Still, day-to-day swings have been more pronounced. The S&P 500 slid in five of seven sessions from March 2 through March 11, including two declines of 1.4 percent or more, amid concern a stronger dollar and lower oil prices would hurt earnings as the Federal Reserve considers raising rates.
The S&P 500 dropped 1 percent to 2,084.65 at 9:47 a.m. in New York as companies from Advanced Micro Devices Inc. to American Express Co. slid on earnings reports and Chinese regulators updated rules on margin trading.
Over the last year, the S&P 500 has averaged just eight days between highs. The measure has reached an all-time high on five occasions in 2015, all occurring in an 11-day span ending March 2.
While the Fed ended its monthly bond-buying program last year and considers boosting borrowing costs, accommodative central banks from Asia to Europe have fueled a global equities rally. The Stoxx Europe 600 has surged 20 percent in 2015, taking out a 15-year-old record this month, while the Shanghai Composite Index has nearly doubled in the past year to close Thursday at the highest since 2008.
U.S. stocks also entered a stretch of the year when companies customarily suspend share repurchases, a force of buying activity that has buoyed the bull market, before reporting quarterly results.
The S&P 500 has yet to completely recover from two declines of more than 2.5 percent since its last record. Investors have been juggling reports indicating economic growth is tempering, mixed signals from the Fed on its stance regarding interest-rate increases, and what is forecast to be the S&P 500’s worst earnings season in five years.

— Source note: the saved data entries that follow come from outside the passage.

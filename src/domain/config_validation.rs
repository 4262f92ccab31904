//! Configuration validation.
//!
//! Validates the `[screen]` section and every strategy override section
//! before any data is loaded.

use crate::domain::error::ScreenerError;
use crate::domain::params::overrides_from_config;
use crate::domain::strategy::MIN_BARS;
use crate::ports::config_port::ConfigPort;
use std::path::PathBuf;

pub const SCREEN_SECTION: &str = "screen";
pub const DEFAULT_NAMES_FILE: &str = "stock_names.csv";
pub const DEFAULT_OUTPUT: &str = "signals.csv";

/// Resolved `[screen]` settings.
#[derive(Debug, Clone, PartialEq)]
pub struct ScreenSettings {
    pub data_dir: PathBuf,
    pub names_file: PathBuf,
    pub output: PathBuf,
    pub threads: usize,
    pub min_bars: usize,
}

impl ScreenSettings {
    /// Reads and validates `[screen]`; `data_dir` is required.
    pub fn from_config(config: &dyn ConfigPort) -> Result<Self, ScreenerError> {
        let data_dir = match config.get_string(SCREEN_SECTION, "data_dir") {
            Some(s) if !s.trim().is_empty() => PathBuf::from(s.trim()),
            _ => {
                return Err(ScreenerError::ConfigMissing {
                    section: SCREEN_SECTION.to_string(),
                    key: "data_dir".to_string(),
                });
            }
        };

        let names_file = config
            .get_string(SCREEN_SECTION, "names_file")
            .map(|s| PathBuf::from(s.trim()))
            .unwrap_or_else(|| data_dir.join(DEFAULT_NAMES_FILE));
        let output = config
            .get_string(SCREEN_SECTION, "output")
            .map(|s| PathBuf::from(s.trim()))
            .unwrap_or_else(|| PathBuf::from(DEFAULT_OUTPUT));

        Ok(Self {
            data_dir,
            names_file,
            output,
            threads: validate_threads(config)?,
            min_bars: validate_min_bars(config)?,
        })
    }
}

/// Checks everything except `data_dir`, which only `select` needs.
pub fn validate_screen_config(
    config: &dyn ConfigPort,
    strategy_names: &[&str],
) -> Result<(), ScreenerError> {
    validate_threads(config)?;
    validate_min_bars(config)?;
    overrides_from_config(config, strategy_names)?;
    Ok(())
}

fn parse_count(config: &dyn ConfigPort, key: &str) -> Result<Option<usize>, ScreenerError> {
    let Some(raw) = config.get_string(SCREEN_SECTION, key) else {
        return Ok(None);
    };
    raw.trim()
        .parse::<usize>()
        .map(Some)
        .map_err(|_| ScreenerError::ConfigInvalid {
            section: SCREEN_SECTION.to_string(),
            key: key.to_string(),
            reason: format!("{key} must be a non-negative integer, got {raw:?}"),
        })
}

fn validate_threads(config: &dyn ConfigPort) -> Result<usize, ScreenerError> {
    Ok(parse_count(config, "threads")?.unwrap_or(0))
}

fn validate_min_bars(config: &dyn ConfigPort) -> Result<usize, ScreenerError> {
    let value = parse_count(config, "min_bars")?.unwrap_or(MIN_BARS);
    if value < MIN_BARS {
        return Err(ScreenerError::ConfigInvalid {
            section: SCREEN_SECTION.to_string(),
            key: "min_bars".to_string(),
            reason: format!("min_bars must be at least {MIN_BARS}"),
        });
    }
    Ok(value)
}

“There are a lot of balls in the air with regard to the timing of a Fed rate increase and the strength of the economy,” said Walter “Bucky” Hellwig, who helps manage $17 billion at BB&T Wealth Management in Birmingham, Alabama. “These questions need to be answered before we see this market break out of resistance.”
The S&P 500 declined 3.6 percent from the record by March 11, before recovering to within 0.5 percent of the high in the next seven sessions. Stocks then tumbled 2.5 percent in four days as a selloff in biotechnology and chip companies dragged the rest of the market with it.
The S&P 500 has gained back most of that ground this month, closing Thursday 0.5 percent short of the record, amid a rebound in oil prices that has turned energy producers from first-quarter laggards into leaders.
Investors have shed portfolio hedges as stocks have oscillated in a 52-point range in the past four weeks. The Chicago Board Options Exchange Volatility Index fell 1.9 percent to 12.6 Thursday, hovering around a four-month low.
The VIX, a gauge of S&P 500 options costs, soared 10 percent to 13.9 today in trading.
Volume has suffered as traders have remained reluctant to make decisions in a range-bound market with so many unknowns lingering, according to Jordan Irving at Irving Magee Investment Management. About 6.2 billion shares have changed hands on U.S. exchanges each day in April, putting it on pace for the slowest month of trading this year.
“When the Fed has been as stimulative as they’ve been over the last couple years, that was the obvious trade,” Irving, co-founder of Conshohocken, Pennsylvania-based Irving Magee, said by phone. “I don’t think there’s an obvious trade to jump in on any more. Folks are taking a wait-and-see approach, just sitting on their hands for now.”